‘Money isn’t Attawapiskat’s problem’

“Let’s be clear — what’s going on in the Northern Ontario ‘First Nation’ of Attawapiskat {a ‘nation’ of less than 2,000 people} is awful – the attempted suicides, the suicide pacts, the decrepit housing and foul water, the chronic unemployment, substance abuse and general despair.

“But let’s be equally clear: a legion of government social workers flown in from down south, visits by consoling cabinet ministers, emergency Parliamentary debates, and a few barge loads more of taxpayer dollars aren’t going to make an ounce of difference.

“Because the problem is neither lack of government, nor lack of other people’s money. attawapiskat1“When we see images of the squalid homes in Attawapiskat (or scores of other northern reserves) and hear about how residents use buckets as toilets because their towns lack water and sewers, we wonder how such Third World conditions can occur in a First World country such as Canada.

“It’s only natural, then, to conclude ‘First Nations’ are being starved for funds by Ottawa or the provinces.

“Then you hear someone such as Ontario Regional Chief Isadore Day say

“What if even just 25% of the profits from the diamond mine [90 km from Attawapiskat] went to the ‘First Nation’, do you think they’d have a new school? They might have two or three. Do you think they’d maybe have a swimming pool for the kids? I think so.”

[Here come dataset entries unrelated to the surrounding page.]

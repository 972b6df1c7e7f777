use std::sync::Arc;

use strum::IntoEnumIterator;
use tracing::debug;
use tracing::warn;
use url::Url;

use super::sensor::SensorChannel;
use super::sensor::StatusResponse;
use crate::notify::NotificationDispatcher;
use crate::notify::NotificationEvent;

/// Message shown when the status query fails for any reason.
pub const FAILURE_MESSAGE: &str = "Error";

#[derive(Debug, thiserror::Error)]
pub enum FetchError {
    #[error("status request failed: {0}")]
    Request(#[from] reqwest::Error),

    #[error("invalid status URL: {0}")]
    Url(#[from] url::ParseError),
}

/// Build `<base>/plugin/<identity>/status`, keeping any path prefix on `base`.
pub fn status_url(base: &Url, identity: &str) -> Result<Url, FetchError> {
    let mut base = base.clone();
    if !base.path().ends_with('/') {
        let path = format!("{}/", base.path());
        base.set_path(&path);
    }
    Ok(base.join(&format!("plugin/{}/status", identity))?)
}

/// Two-line summary of both sensor channels.
pub fn compose_message(response: &StatusResponse) -> String {
    SensorChannel::iter()
        .map(|channel| format!("{}: {}", channel.title(), response.reading(channel)))
        .collect::<Vec<_>>()
        .join("\n")
}

/// Queries the host for sensor state and hands the result to the dispatcher.
///
/// Every call is a single attempt. Calls are independent, so overlapping
/// fetches each produce their own popup.
pub struct StatusFetcher {
    client: reqwest::Client,
    status_url: Url,
    dispatcher: Arc<NotificationDispatcher>,
}

impl StatusFetcher {
    pub fn new(
        client: reqwest::Client,
        base_url: &Url,
        dispatcher: Arc<NotificationDispatcher>,
    ) -> Result<Self, FetchError> {
        let status_url = status_url(base_url, dispatcher.identity())?;
        Ok(Self {
            client,
            status_url,
            dispatcher,
        })
    }

    pub fn status_url(&self) -> &Url {
        &self.status_url
    }

    /// Fetch sensor state and show it. Never fails; errors become an "Error" popup.
    pub async fn fetch_status(&self) {
        let identity = self.dispatcher.identity();

        let message = match self.query().await {
            Ok(response) => {
                for channel in SensorChannel::iter() {
                    debug!(
                        "[{}] {} = {}",
                        identity,
                        channel.key(),
                        response.reading(channel)
                    );
                }
                if let Some(tool) = response.active_tool() {
                    debug!("[{}] Active tool: {}", identity, tool);
                }
                compose_message(&response)
            }
            Err(e) => {
                warn!("[{}] Status query to {} failed: {}", identity, self.status_url, e);
                FAILURE_MESSAGE.to_string()
            }
        };

        self.dispatcher
            .handle(NotificationEvent::sticky_info(identity, message));
    }

    /// Issue the status request and decode the body
    pub async fn query(&self) -> Result<StatusResponse, FetchError> {
        debug!("Querying sensor status: {}", self.status_url);

        let response = self
            .client
            .get(self.status_url.clone())
            .send()
            .await?
            .error_for_status()?;

        Ok(response.json::<StatusResponse>().await?)
    }
}

#[cfg(test)]
mod tests {
    use std::sync::atomic::AtomicUsize;
    use std::sync::atomic::Ordering;

    use axum::extract::State;
    use axum::http::StatusCode;
    use axum::routing::get;
    use axum::Json;
    use axum::Router;
    use serde_json::json;
    use tokio::net::TcpListener;

    use super::*;
    use crate::notify::Persistence;
    use crate::notify::RecordingRenderer;
    use crate::notify::Severity;

    const IDENTITY: &str = "Julia2018FilamentSensor";
    const STATUS_PATH: &str = "/plugin/Julia2018FilamentSensor/status";

    async fn serve(router: Router) -> Url {
        let listener = TcpListener::bind("127.0.0.1:0").await.unwrap();
        let addr = listener.local_addr().unwrap();
        tokio::spawn(async move {
            axum::serve(listener, router).await.unwrap();
        });
        Url::parse(&format!("http://{}", addr)).unwrap()
    }

    fn fetcher(base: &Url, renderer: Arc<RecordingRenderer>) -> StatusFetcher {
        let dispatcher = Arc::new(NotificationDispatcher::new(
            IDENTITY,
            "Julia 2018 Filament Sensor",
            renderer,
        ));
        StatusFetcher::new(reqwest::Client::new(), base, dispatcher).unwrap()
    }

    fn response(value: serde_json::Value) -> StatusResponse {
        serde_json::from_value(value).unwrap()
    }

    #[test]
    fn test_compose_message_all_codes() {
        let message = compose_message(&response(json!({"filament": "-1", "filament2": "0"})));
        insta::assert_snapshot!(message, @r"
        Filament 1: Sensor not used
        Filament 2: No filament detected
        ");
    }

    #[test]
    fn test_compose_message_missing_channel_is_error() {
        let message = compose_message(&response(json!({"filament": "1"})));
        assert_eq!(message, "Filament 1: Filament detected\nFilament 2: Error");
    }

    #[test]
    fn test_compose_message_empty_response() {
        let message = compose_message(&StatusResponse::default());
        insta::assert_snapshot!(message, @r"
        Filament 1: Error
        Filament 2: Error
        ");
    }

    #[test]
    fn test_status_url() {
        let base = Url::parse("http://octopi.local").unwrap();
        assert_eq!(
            status_url(&base, IDENTITY).unwrap().as_str(),
            "http://octopi.local/plugin/Julia2018FilamentSensor/status"
        );

        let prefixed = Url::parse("http://proxy.lan/octoprint").unwrap();
        assert_eq!(
            status_url(&prefixed, IDENTITY).unwrap().as_str(),
            "http://proxy.lan/octoprint/plugin/Julia2018FilamentSensor/status"
        );
    }

    #[tokio::test]
    async fn test_fetch_status_success() {
        let router = Router::new().route(
            STATUS_PATH,
            get(|| async { Json(json!({"filament": "1", "filament2": "-1", "active_tool": 0})) }),
        );
        let base = serve(router).await;
        let renderer = RecordingRenderer::new();

        fetcher(&base, renderer.clone()).fetch_status().await;

        let rendered = renderer.rendered();
        assert_eq!(rendered.len(), 1);
        assert_eq!(
            rendered[0].body,
            "Filament 1: Filament detected\nFilament 2: Sensor not used"
        );
        assert_eq!(rendered[0].style, Severity::Info);
        assert_eq!(rendered[0].persistence, Persistence::Sticky);
    }

    #[tokio::test]
    async fn test_fetch_status_partial_response() {
        let router = Router::new().route(STATUS_PATH, get(|| async { Json(json!({"filament": "1"})) }));
        let base = serve(router).await;
        let renderer = RecordingRenderer::new();

        fetcher(&base, renderer.clone()).fetch_status().await;

        assert_eq!(
            renderer.rendered()[0].body,
            "Filament 1: Filament detected\nFilament 2: Error"
        );
    }

    #[tokio::test]
    async fn test_fetch_status_transport_failure() {
        // Bind and immediately release a port so nothing is listening on it
        let listener = TcpListener::bind("127.0.0.1:0").await.unwrap();
        let addr = listener.local_addr().unwrap();
        drop(listener);

        let base = Url::parse(&format!("http://{}", addr)).unwrap();
        let renderer = RecordingRenderer::new();

        fetcher(&base, renderer.clone()).fetch_status().await;

        let rendered = renderer.rendered();
        assert_eq!(rendered.len(), 1);
        assert_eq!(rendered[0].body, "Error");
        assert_eq!(rendered[0].style, Severity::Info);
        assert_eq!(rendered[0].persistence, Persistence::Sticky);
    }

    #[tokio::test]
    async fn test_fetch_status_http_error() {
        let router = Router::new().route(
            STATUS_PATH,
            get(|| async { (StatusCode::INTERNAL_SERVER_ERROR, "boom") }),
        );
        let base = serve(router).await;
        let renderer = RecordingRenderer::new();

        fetcher(&base, renderer.clone()).fetch_status().await;

        assert_eq!(renderer.rendered()[0].body, "Error");
    }

    #[tokio::test]
    async fn test_fetch_status_not_json() {
        let router = Router::new().route(STATUS_PATH, get(|| async { "<html>login</html>" }));
        let base = serve(router).await;
        let renderer = RecordingRenderer::new();

        fetcher(&base, renderer.clone()).fetch_status().await;

        assert_eq!(renderer.rendered()[0].body, "Error");
    }

    #[tokio::test]
    async fn test_fetch_status_array_body() {
        let router = Router::new().route(STATUS_PATH, get(|| async { Json(json!(["1", "0"])) }));
        let base = serve(router).await;
        let renderer = RecordingRenderer::new();

        fetcher(&base, renderer.clone()).fetch_status().await;

        let rendered = renderer.rendered();
        assert_eq!(rendered.len(), 1);
        assert_eq!(rendered[0].body, "Error");
    }

    async fn counted_status(State(hits): State<Arc<AtomicUsize>>) -> (StatusCode, Json<serde_json::Value>) {
        // Alternates 500 and success, starting with 500
        let n = hits.fetch_add(1, Ordering::SeqCst);
        if n % 2 == 0 {
            (StatusCode::INTERNAL_SERVER_ERROR, Json(json!({})))
        } else {
            (StatusCode::OK, Json(json!({"filament": "1", "filament2": "1"})))
        }
    }

    #[tokio::test]
    async fn test_fetch_status_is_single_attempt() {
        let hits = Arc::new(AtomicUsize::new(0));
        let router = Router::new()
            .route(STATUS_PATH, get(counted_status))
            .with_state(hits.clone());
        let base = serve(router).await;
        let renderer = RecordingRenderer::new();
        let fetcher = fetcher(&base, renderer.clone());

        fetcher.fetch_status().await;
        assert_eq!(hits.load(Ordering::SeqCst), 1);
        assert_eq!(renderer.rendered()[0].body, "Error");

        fetcher.fetch_status().await;
        assert_eq!(hits.load(Ordering::SeqCst), 2);
        assert_eq!(
            renderer.rendered()[1].body,
            "Filament 1: Filament detected\nFilament 2: Filament detected"
        );
    }

    #[tokio::test]
    async fn test_query_returns_raw_response() {
        let router = Router::new().route(
            STATUS_PATH,
            get(|| async { Json(json!({"filament": 1, "filament2": "0"})) }),
        );
        let base = serve(router).await;

        let response = fetcher(&base, RecordingRenderer::new()).query().await.unwrap();
        assert_eq!(response.reading(SensorChannel::Filament1).label(), "Error");
        assert_eq!(
            response.reading(SensorChannel::Filament2).label(),
            "No filament detected"
        );
    }
}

“And that sounds pretty reasonable to you.

“But consider this: Diamond company ‘DeBeers’ already pays the Attawapiskat council nearly $3 MILLION A YEAR for a town of under 2,000 people.

“Five years ago, DeBeers gave the community 22 housing units after former Chief Theresa Spence declared a housing emergency. Spence (whose ‘Idle No More’ hunger strike made her famous) was only too happy to tour southern reporters around the walled tents and uninsulated shacks some residents were living in during the winter.

“But what most newscasts missed were the empty DeBeers units that Spence and council couldn’t figure out how to distribute.

“The mining company has also done over $350 MILLION in business with companies at Attawapiskat since 2006 to supply DeBeers with helicopters, camp catering, fuel, dynamite and other supplies. Many of those businesses are owned by the band.

“The proceeds are supposed to go towards new housing, sanitation and recreation. But by the looks of Attawapiskat, the money isn’t making it to where it’s supposed to go.

“Moreover, one in seven adults at Attawapiskat is employed by DeBeers – 20% of the mine’s workforce.

“Ottawa sends the community another $18 MILLION OR MORE A YEAR, plus more for new houses. Then, there is the million or more from the Ontario government and a similar amount from a revenue-sharing agreement for proceeds from aboriginal casinos in southern Ontario.

“It’s not uncommon for the Attawapiskat council to receive $30 MILLION ANNUALLY, or somewhere around $18,000 per resident.

“A typical ‘non-aboriginal’ community in Northern Ontario would have revenues of about $3,500, mostly from its own taxes. It wouldn’t have to pay for its residents’ clinics or housing, the way the ‘First Nation’ does, but it would have to pay some of its own infrastructure, plus sewage, snow clearing, garbage collection, policing, rec centers and so on.

“Now, recall that an audit of Attawapiskat’s books in 2013 found OVER 80% of the band’s transactions lacked sufficient paperwork to determine where or how the money was spent.

“The problem is not too little money. If anything, it’s too much money – money that comes too easily and is replaced too quickly if the first batch dries up; money with too few strings attached and too little accountability; that leaves the impression the solution to Attawapiskat’s woes are someone else’s responsibility.”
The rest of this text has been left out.